I find days like these, those that assert that fall is approaching, to be some of the most memory-inducing. You know how a song can bring you back to a moment in your past? You can recall what you were wearing, where you were, how you felt, that kiss, oh that kiss. Something about a clear and cool day whisks me pastward in much the same way as can music. On days like these, I always want a steaming mug of tea and something with a warm, spiced fragrance bubbling on the stove, pervading the house. I am most often drawn back in time to an apartment I lived in just after returning to Evanston following grad school at Penn.

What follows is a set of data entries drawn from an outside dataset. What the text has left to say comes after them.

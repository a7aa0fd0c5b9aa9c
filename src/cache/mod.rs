//! Generic sharded-stat LRU cache with optional Bloom pre-filtering.
//!
//! Capacity is bounded by entry count, total bytes, or both. Eviction pops
//! the recency tail by default; cost-aware mode samples the tail and evicts
//! the entry with the lowest user-supplied cost, which keeps small hot
//! items alive when large cold items pass through.

use std::hash::Hash;
use std::num::NonZeroUsize;
use std::sync::atomic::{AtomicU64, Ordering};
use std::sync::Arc;

use parking_lot::{Mutex, RwLock};
use rustc_hash::FxHashMap;

use crate::error::{EngineError, Result};

pub mod bloom;

use bloom::BloomFilter;

/// Returns the resident size of a value, in bytes.
pub type SizeOfFn<V> = Arc<dyn Fn(&V) -> u64 + Send + Sync>;

/// Computes an eviction cost from `(access_count, size)`; lowest goes first.
pub type CostFn = Arc<dyn Fn(u64, u64) -> f64 + Send + Sync>;

struct Entry<V> {
    value: V,
    size: u64,
    access_count: u64,
}

struct Inner<K: Hash + Eq, V> {
    map: lru::LruCache<K, Entry<V>, ahash::RandomState>,
    current_bytes: u64,
}

/// Point-in-time cache counters.
#[derive(Debug, Clone, Default, PartialEq, Eq)]
pub struct CacheStats {
    /// Lookups served from the map.
    pub hits: u64,
    /// Lookups that found nothing.
    pub misses: u64,
    /// Lookups answered negatively by the Bloom filter alone.
    pub bloom_skips: u64,
    /// Live entries.
    pub entries: usize,
    /// Bytes held by live entries.
    pub current_bytes: u64,
    /// Entry-count cap, when configured.
    pub max_entries: Option<usize>,
    /// Byte cap, when configured.
    pub max_bytes: Option<u64>,
}

impl CacheStats {
    /// Hits over total lookups.
    pub fn hit_rate(&self) -> f64 {
        let total = self.hits + self.misses;
        if total == 0 {
            0.0
        } else {
            self.hits as f64 / total as f64
        }
    }
}

/// Builder for [`LruCache`]. At least one capacity bound is required.
pub struct CacheBuilder<K: Hash + Eq, V> {
    max_entries: Option<usize>,
    max_bytes: Option<u64>,
    size_of: Option<SizeOfFn<V>>,
    bloom_expected: Option<usize>,
    sample_size: Option<NonZeroUsize>,
    cost: Option<CostFn>,
    _key: std::marker::PhantomData<K>,
}

impl<K: Hash + Eq, V> Default for CacheBuilder<K, V> {
    fn default() -> Self {
        Self {
            max_entries: None,
            max_bytes: None,
            size_of: None,
            bloom_expected: None,
            sample_size: None,
            cost: None,
            _key: std::marker::PhantomData,
        }
    }
}

impl<K, V> CacheBuilder<K, V>
where
    K: Hash + Eq + Clone + Send,
    V: Clone + Send,
{
    /// New builder with no bounds configured.
    pub fn new() -> Self {
        Self::default()
    }

    /// Bound the cache by live entry count.
    pub fn max_entries(mut self, count: usize) -> Self {
        self.max_entries = Some(count);
        self
    }

    /// Bound the cache by total value bytes. `size_of` reports each value's
    /// resident size.
    pub fn max_bytes(mut self, bytes: u64, size_of: SizeOfFn<V>) -> Self {
        self.max_bytes = Some(bytes);
        self.size_of = Some(size_of);
        self
    }

    /// Enable the Bloom pre-filter, sized for `expected_items` at a 1% FP rate.
    pub fn bloom(mut self, expected_items: usize) -> Self {
        self.bloom_expected = Some(expected_items);
        self
    }

    /// Enable cost-aware eviction: sample up to `sample_size` tail entries
    /// and evict the one with the lowest `cost(access_count, size)`.
    pub fn cost_sampling(mut self, sample_size: usize, cost: CostFn) -> Self {
        self.sample_size = NonZeroUsize::new(sample_size);
        self.cost = Some(cost);
        self
    }

    /// Build the cache. Fails when no capacity bound was configured.
    pub fn build(self) -> Result<LruCache<K, V>> {
        if self.max_entries.is_none() && self.max_bytes.is_none() {
            return Err(EngineError::Config(
                "cache requires an entry or byte capacity".into(),
            ));
        }
        if let Some(0) = self.max_entries {
            return Err(EngineError::Config(
                "cache entry capacity must be greater than zero".into(),
            ));
        }
        Ok(LruCache {
            inner: Mutex::new(Inner {
                map: lru::LruCache::unbounded_with_hasher(ahash::RandomState::new()),
                current_bytes: 0,
            }),
            bloom: self.bloom_expected.map(|n| RwLock::new(BloomFilter::new(n))),
            max_entries: self.max_entries,
            max_bytes: self.max_bytes,
            size_of: self.size_of,
            sample_size: self.sample_size,
            cost: self.cost,
            hits: AtomicU64::new(0),
            misses: AtomicU64::new(0),
            bloom_skips: AtomicU64::new(0),
        })
    }
}

/// Thread-safe LRU cache. See [`CacheBuilder`] for configuration.
pub struct LruCache<K: Hash + Eq, V> {
    inner: Mutex<Inner<K, V>>,
    bloom: Option<RwLock<BloomFilter>>,
    max_entries: Option<usize>,
    max_bytes: Option<u64>,
    size_of: Option<SizeOfFn<V>>,
    sample_size: Option<NonZeroUsize>,
    cost: Option<CostFn>,
    hits: AtomicU64,
    misses: AtomicU64,
    bloom_skips: AtomicU64,
}

impl<K, V> LruCache<K, V>
where
    K: Hash + Eq + Clone + Send,
    V: Clone + Send,
{
    /// Look up `key`, promoting it to most-recently-used on a hit.
    pub fn get(&self, key: &K) -> Option<V> {
        if let Some(bloom) = &self.bloom {
            if !bloom.read().may_contain(key) {
                self.bloom_skips.fetch_add(1, Ordering::Relaxed);
                self.misses.fetch_add(1, Ordering::Relaxed);
                return None;
            }
        }
        let mut inner = self.inner.lock();
        match inner.map.get_mut(key) {
            Some(entry) => {
                entry.access_count += 1;
                self.hits.fetch_add(1, Ordering::Relaxed);
                Some(entry.value.clone())
            }
            None => {
                self.misses.fetch_add(1, Ordering::Relaxed);
                None
            }
        }
    }

    /// Batch lookup: Bloom-partition without the lock, then resolve the
    /// remainder under a single lock acquisition.
    pub fn get_multi(&self, keys: &[K]) -> (FxHashMap<K, V>, Vec<K>) {
        let mut found = FxHashMap::default();
        let mut missing = Vec::new();
        let mut candidates = Vec::with_capacity(keys.len());

        if let Some(bloom) = &self.bloom {
            let bloom = bloom.read();
            for key in keys {
                if bloom.may_contain(key) {
                    candidates.push(key);
                } else {
                    self.bloom_skips.fetch_add(1, Ordering::Relaxed);
                    self.misses.fetch_add(1, Ordering::Relaxed);
                    missing.push(key.clone());
                }
            }
        } else {
            candidates.extend(keys.iter());
        }

        let mut inner = self.inner.lock();
        for key in candidates {
            match inner.map.get_mut(key) {
                Some(entry) => {
                    entry.access_count += 1;
                    self.hits.fetch_add(1, Ordering::Relaxed);
                    found.insert(key.clone(), entry.value.clone());
                }
                None => {
                    self.misses.fetch_add(1, Ordering::Relaxed);
                    missing.push(key.clone());
                }
            }
        }
        (found, missing)
    }

    /// Insert or replace `key`. Returns false when the value alone exceeds
    /// the byte cap and was rejected outright.
    pub fn put(&self, key: K, value: V) -> bool {
        let size = self.size_of.as_ref().map(|f| f(&value)).unwrap_or(0);
        if let Some(max_bytes) = self.max_bytes {
            if size > max_bytes {
                return false;
            }
        }

        if let Some(bloom) = &self.bloom {
            bloom.write().insert(&key);
        }

        let mut guard = self.inner.lock();
        let inner = &mut *guard;
        if let Some(entry) = inner.map.get_mut(&key) {
            let old_size = entry.size;
            entry.value = value;
            entry.size = size;
            inner.current_bytes = inner.current_bytes - old_size + size;
        } else {
            inner.map.push(
                key,
                Entry {
                    value,
                    size,
                    access_count: 0,
                },
            );
            inner.current_bytes += size;
        }
        self.evict_to_fit(inner);
        true
    }

    /// Insert every pair from `items`.
    pub fn put_multi(&self, items: impl IntoIterator<Item = (K, V)>) {
        for (key, value) in items {
            self.put(key, value);
        }
    }

    /// Drop every entry and reset the Bloom filter.
    pub fn clear(&self) {
        let mut inner = self.inner.lock();
        inner.map.clear();
        inner.current_bytes = 0;
        if let Some(bloom) = &self.bloom {
            bloom.write().reset();
        }
    }

    /// Snapshot the counters.
    pub fn stats(&self) -> CacheStats {
        let inner = self.inner.lock();
        CacheStats {
            hits: self.hits.load(Ordering::Relaxed),
            misses: self.misses.load(Ordering::Relaxed),
            bloom_skips: self.bloom_skips.load(Ordering::Relaxed),
            entries: inner.map.len(),
            current_bytes: inner.current_bytes,
            max_entries: self.max_entries,
            max_bytes: self.max_bytes,
        }
    }

    fn over_capacity(&self, inner: &Inner<K, V>) -> bool {
        if let Some(max) = self.max_entries {
            if inner.map.len() > max {
                return true;
            }
        }
        if let Some(max) = self.max_bytes {
            if inner.current_bytes > max {
                return true;
            }
        }
        false
    }

    fn evict_to_fit(&self, inner: &mut Inner<K, V>) {
        while self.over_capacity(inner) && inner.map.len() > 1 {
            let victim = match (&self.sample_size, &self.cost) {
                (Some(sample), Some(cost)) => {
                    // Sample the recency tail; evict the cheapest entry.
                    inner
                        .map
                        .iter()
                        .rev()
                        .take(sample.get())
                        .map(|(k, e)| (k.clone(), cost(e.access_count, e.size)))
                        .min_by(|a, b| a.1.total_cmp(&b.1))
                        .map(|(k, _)| k)
                }
                _ => None,
            };
            let removed = match victim {
                Some(key) => inner.map.pop(&key).map(|e| e.size),
                None => inner.map.pop_lru().map(|(_, e)| e.size),
            };
            match removed {
                Some(size) => inner.current_bytes = inner.current_bytes.saturating_sub(size),
                None => break,
            }
        }
    }
}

I'd never wanted to live in the Chicago-area again but moved back for a man with whom I was deeply in love. Long story short, we broke up, but that year was still a good one in the ways that painful times can foster growth. My apartment was directly over a dry cleaner, and so my floors were always warm, even after the shop closed each day. That apartment was full of light because some wise builder had designed it with a surplus of windows. You'd literally have to turn your back to avoid one, and I loved that. I lived on a classic Evanston street- the El train's purple line rumbled by not too far away, magnificent old trees were all around, and there was a great block of shops and cafes nearby. In the fall, these trees' changing leaves made for a gorgeous view. In the winter, as the snow fell, I was lucky to get to work from home (reading applications for the University of Chicago), and would sit on my old hand-me-down couch, the aforementioned cup of tea on the second-hand coffee table, papers strewn all around, and those windows providing a visual diversion when I needed one. In the spring I could watch the snow melt away -thank god! finally!- and go out for a run down along Lake Michigan. And then in the summertime, the relationship truly over, I bid Evanston adieu again (forever), moved to New York but never stopped missing those windows.
Today, the first that really feels like fall, I'm thinking a lot about that apartment, its windows, all I learned while I was there and how grateful I am for it all.